I doni di Rossana

La giornalista Ida Dominijanni ricorda il suo primo incontro con Rossana Rossanda. Era il 1980 quando fu chiamata nella redazione del manifesto per il quale aveva, da perfetta sconosciuta, scritto appena quattro o cinque articoli. Approdata nella sua stanza, Rossana la accolse con un sorriso dolce e severo al tempo stesso, le disse che si era incuriosita ascoltandola ad un seminario su donne e lavoro. Di lì a poco Ida Dominijanni si ritrovò nella redazione dell’Orsaminore, un mensile femminista che Rossana Rossanda stava progettando con altre amiche comuni per poi approdare due anni dopo nella redazione del manifesto.

Quella fu la prima volta che la vide. L’ultima fu poco più di due mesi fa, prima di partire per l’estate. Il lockdown le aveva separate e durante questa separazione Rossana aveva avuto un malore, non stava bene, il corpo affaticato, la voce flebile. Ma la grande Rossana aveva mantenuto nella malattia, da quando un ictus le aveva limitato i movimenti ma non la lucidità, la stessa misura che aveva sempre avuto nel parlare di sé, mai un aggettivo sopra le righe. Del resto, si accendeva ancora non appena si parlava di politica. Avevano progettato grandi cose per settembre, grandi cose che dopo la sua morte, avvenuta il 20 settembre scorso, non faranno più.

Il momento della fine è quello in cui più forte scatta la tentazione di appropriarsi di chi se ne va, e più forte si manifesta la sua inappropriabilità. Rossana lo sapeva benissimo, tanto da sottrarsi esplicitamente (lo scrisse in La perdita, con Manuela Fraire e Lea Melandri, 2008) al rito dell’esposizione funeraria, quando un corpo non ha più possibilità di replica allo sguardo altrui. Ognuno, ognuna ha la “sua” Rossana, ma Rossana non è di nessuno e la sua biografia resta di una singolarità assoluta, come assoluto, indomabile, è stato il senso della libertà che l’ha ispirata e che ha trasmesso a chi sapeva coglierlo.

Suonerà strano, di questi tempi, questo connubio fra una libertà irriducibile e un’altrettanto irriducibile appartenenza comunista, eppure Rossana era questo connubio e questa eresia. Non si potrà comprendere nulla del manifesto secondo Rossanda, se non si parte da questa passione della libertà, che ha consentito a chi l’ha condivisa di leggere il presente violando le certezze del partito preso e i criteri dell’informazione mainstream. Il contrario dell’ideologia, l’opposto del conformismo, l’inverso del minoritarismo: questa era Rossana e questo ha sfidato ad essere per i suoi collaboratori.
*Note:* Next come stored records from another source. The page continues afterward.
//! Filtering users by skill and beginner status.

use sea_orm::{ColumnTrait, Condition, ConnectionTrait, EntityTrait, PaginatorTrait, QueryFilter};

use crate::data::error::Error;
use crate::entity::user;
use crate::service::aggregate::{load_many, natural_order, UserAggregate};
use crate::service::association::SkillSet;
use crate::service::skill_registry::{normalize_all, normalize_skill_name};
use crate::utils::db::StanderizeError;

/// Associations that count as "having" a skill when searching.
const SEARCHED_SETS: [SkillSet; 2] = [SkillSet::Known, SkillSet::General];

#[derive(Debug, Clone, PartialEq, Eq)]
pub struct SearchQuery {
    /// Normalized, distinct skill names; all must match.
    pub skills: Vec<String>,
    pub include_beginner: bool,
}

impl Default for SearchQuery {
    fn default() -> Self {
        SearchQuery {
            skills: Vec::new(),
            include_beginner: true,
        }
    }
}

impl SearchQuery {
    /// Build from the raw `skills` and `include_beginner` query parameters.
    /// Beginners are included unless the flag is anything other than "true".
    /// Names are normalized like stored skills, which makes matching case-insensitive.
    pub fn parse(skills: Option<&str>, include_beginner: Option<&str>) -> Self {
        SearchQuery {
            skills: normalize_all(skills.unwrap_or_default().split(',')),
            include_beginner: include_beginner
                .map_or(true, |flag| flag.trim().eq_ignore_ascii_case("true")),
        }
    }

    /// One `any` group per skill (known or general), all groups required.
    pub fn condition(&self) -> Condition {
        let mut condition = Condition::all();
        for name in &self.skills {
            condition = condition.add(skill_condition(name));
        }
        if !self.include_beginner {
            condition = condition.add(user::Column::IsBeginner.eq(false));
        }
        condition
    }
}

fn skill_condition(name: &str) -> Condition {
    SEARCHED_SETS.iter().fold(Condition::any(), |any, set| {
        any.add(user::Column::Id.in_subquery(set.holders_of(name)))
    })
}

/// Users satisfying `query`, each at most once, newest first.
pub async fn search_users<C>(conn: &C, query: &SearchQuery) -> Result<Vec<UserAggregate>, Error>
where
    C: ConnectionTrait,
{
    let initial_count = user::Entity::find().count(conn).await.warn_err()?;
    tracing::info!(
        "search: skills={:?} include_beginner={} over {} users",
        query.skills,
        query.include_beginner,
        initial_count
    );

    // membership is tested through subqueries, so no join can repeat a user
    let users = natural_order(user::Entity::find().filter(query.condition()))
        .all(conn)
        .await
        .warn_err()?;
    tracing::info!("search: {} users found", users.len());

    load_many(conn, users).await
}

/// Users holding one skill in their known or general set; nobody when the name is blank.
pub async fn users_with_skill<C>(conn: &C, skill: Option<&str>) -> Result<Vec<UserAggregate>, Error>
where
    C: ConnectionTrait,
{
    let Some(name) = skill.and_then(normalize_skill_name) else {
        return Ok(Vec::new());
    };

    let users = natural_order(user::Entity::find().filter(skill_condition(&name)))
        .all(conn)
        .await
        .warn_err()?;

    load_many(conn, users).await
}
//! Translation between the frontend's field names and the canonical ones.
//!
//! The frontend writes `knownSkills`, `college`, `isBeginner` and friends while
//! responses (and everything behind this module) use the storage names. The
//! mapping lives in one table and is read in both directions: inbound bodies are
//! renamed frontend → canonical, validation errors are reported canonical →
//! frontend so the client sees the key it actually sent.

use serde_json::{Map, Value};
use validator::{Validate, ValidationErrors};

use crate::data::error::Error;
use crate::data::payload::UserPayload;

/// `(frontend, canonical)` pairs.
pub const FIELD_ALIASES: &[(&str, &str)] = &[
    ("knownSkills", "known_skills"),
    ("desiredSkills", "desired_skills"),
    ("linkedin", "linkedin_url"),
    ("github", "github_url"),
    ("college", "college_name"),
    ("isBeginner", "is_beginner"),
    ("hackathonExperiences", "hackathon_experiences"),
];

/// Response-only keys a client may echo back; they never write anything.
const READ_ONLY_FIELDS: &[&str] = &["id", "my_skills", "created_at", "updated_at"];

pub fn canonical_name(frontend: &str) -> &str {
    FIELD_ALIASES
        .iter()
        .find(|(f, _)| *f == frontend)
        .map_or(frontend, |(_, c)| *c)
}

pub fn frontend_name(canonical: &str) -> &str {
    FIELD_ALIASES
        .iter()
        .find(|(_, c)| *c == canonical)
        .map_or(canonical, |(f, _)| *f)
}

fn is_read_only(key: &str) -> bool {
    READ_ONLY_FIELDS.contains(&key) || FIELD_ALIASES.iter().any(|(_, c)| *c == key)
}

/// Turn a raw JSON body into a validated [`UserPayload`].
pub fn canonicalize(body: Value) -> Result<UserPayload, Error> {
    let Value::Object(fields) = body else {
        return Err(Error::InvalidPayload("expected a JSON object".to_string()));
    };

    let renamed: Map<String, Value> = fields
        .into_iter()
        .filter(|(key, _)| !is_read_only(key))
        .map(|(key, value)| (canonical_name(&key).to_string(), value))
        .collect();

    let payload: UserPayload = serde_json::from_value(Value::Object(renamed)).map_err(|e| {
        tracing::debug!("rejected user payload: {}", e);
        Error::InvalidPayload(e.to_string())
    })?;

    payload.validate().map_err(invalid_fields)?;

    Ok(payload)
}

pub fn invalid_fields(errors: ValidationErrors) -> Error {
    let mut fields: Vec<String> = errors
        .errors()
        .keys()
        .map(|field| frontend_name(field).to_string())
        .collect();
    fields.sort();
    tracing::debug!("validation failed for {:?}", fields);

    Error::InvalidFields(fields)
}

#[cfg(test)]
mod tests {
    use super::*;
    use crate::data::payload::Field;
    use serde_json::json;

    #[test]
    fn table_is_read_both_ways() {
        for (frontend, canonical) in FIELD_ALIASES {
            assert_eq!(canonical_name(frontend), *canonical);
            assert_eq!(frontend_name(canonical), *frontend);
        }
        assert_eq!(canonical_name("name"), "name");
        assert_eq!(frontend_name("email"), "email");
    }

    #[test]
    fn frontend_keys_land_in_canonical_fields() {
        let payload = canonicalize(json!({
            "knownSkills": ["Go"],
            "desiredSkills": [],
            "college": "  MIT ",
            "isBeginner": true,
            "linkedin": "https://linkedin.com/in/someone",
            "hackathonExperiences": [{ "organizer_name": "MLH", "hackathon_name": "HackMIT" }],
        }))
        .unwrap();

        assert_eq!(payload.known_skills, Some(vec!["Go".to_string()]));
        assert_eq!(payload.desired_skills, Some(vec![]));
        assert_eq!(payload.college_name, Field::Value("  MIT ".to_string()));
        assert_eq!(payload.is_beginner, Some(true));
        assert_eq!(
            payload.linkedin_url,
            Field::Value("https://linkedin.com/in/someone".to_string())
        );
        assert_eq!(payload.hackathon_experiences.map(|e| e.len()), Some(1));
    }

    #[test]
    fn echoed_response_fields_are_ignored() {
        let payload = canonicalize(json!({
            "id": 7,
            "known_skills": [{ "id": 1, "name": "Go" }],
            "my_skills": [{ "id": 1, "name": "Go" }],
            "college_name": "ignored",
            "created_at": "2024-01-01T00:00:00Z",
            "name": "Ada",
        }))
        .unwrap();

        assert_eq!(payload.known_skills, None);
        assert_eq!(payload.college_name, Field::Unset);
        assert_eq!(payload.name.as_deref(), Some("Ada"));
    }

    #[test]
    fn validation_errors_use_frontend_names() {
        let err = canonicalize(json!({
            "github": "nope",
            "password": "123",
        }))
        .unwrap_err();

        assert_eq!(
            err,
            Error::InvalidFields(vec!["github".to_string(), "password".to_string()])
        );
    }

    #[test]
    fn non_objects_are_rejected() {
        assert!(matches!(
            canonicalize(json!(["knownSkills"])),
            Err(Error::InvalidPayload(_))
        ));
    }
}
Non una sfida facile soprattutto per le donne. Ma è stata una sfida generativa di posizioni culturali e politiche che altrimenti non sarebbero esistite nel panorama italiano, e che nello stesso manifesto non sono state prive di ostacoli e conflitti.

L’allontanamento dal giornale, per varie ragioni, cominciò un po’ alla volta ma si concretizzò definitivamente nel 2012 lasciando profonde ferite in tutti coloro che avevano creduto in lei e nel suo modo di essere, sempre libera e battagliera, sempre pronta a cogliere ciò che agli altri sfuggiva, aperta e lungimirante, esempio di vita per chi ha avuto la fortuna di esserle amica.   

Mentre il “suo” secolo si chiudeva ingloriosamente in Italia e nel mondo, il destino l’ha strappata alla nostra quotidianità, ricordandoci di quanto Rossana avesse molto chiare le priorità dell’esistenza e di quanto i suoi valori non potessero non diventare anche i “doni” che lei stessa fece a tutti coloro che divennero parte della sua vita straordinaria.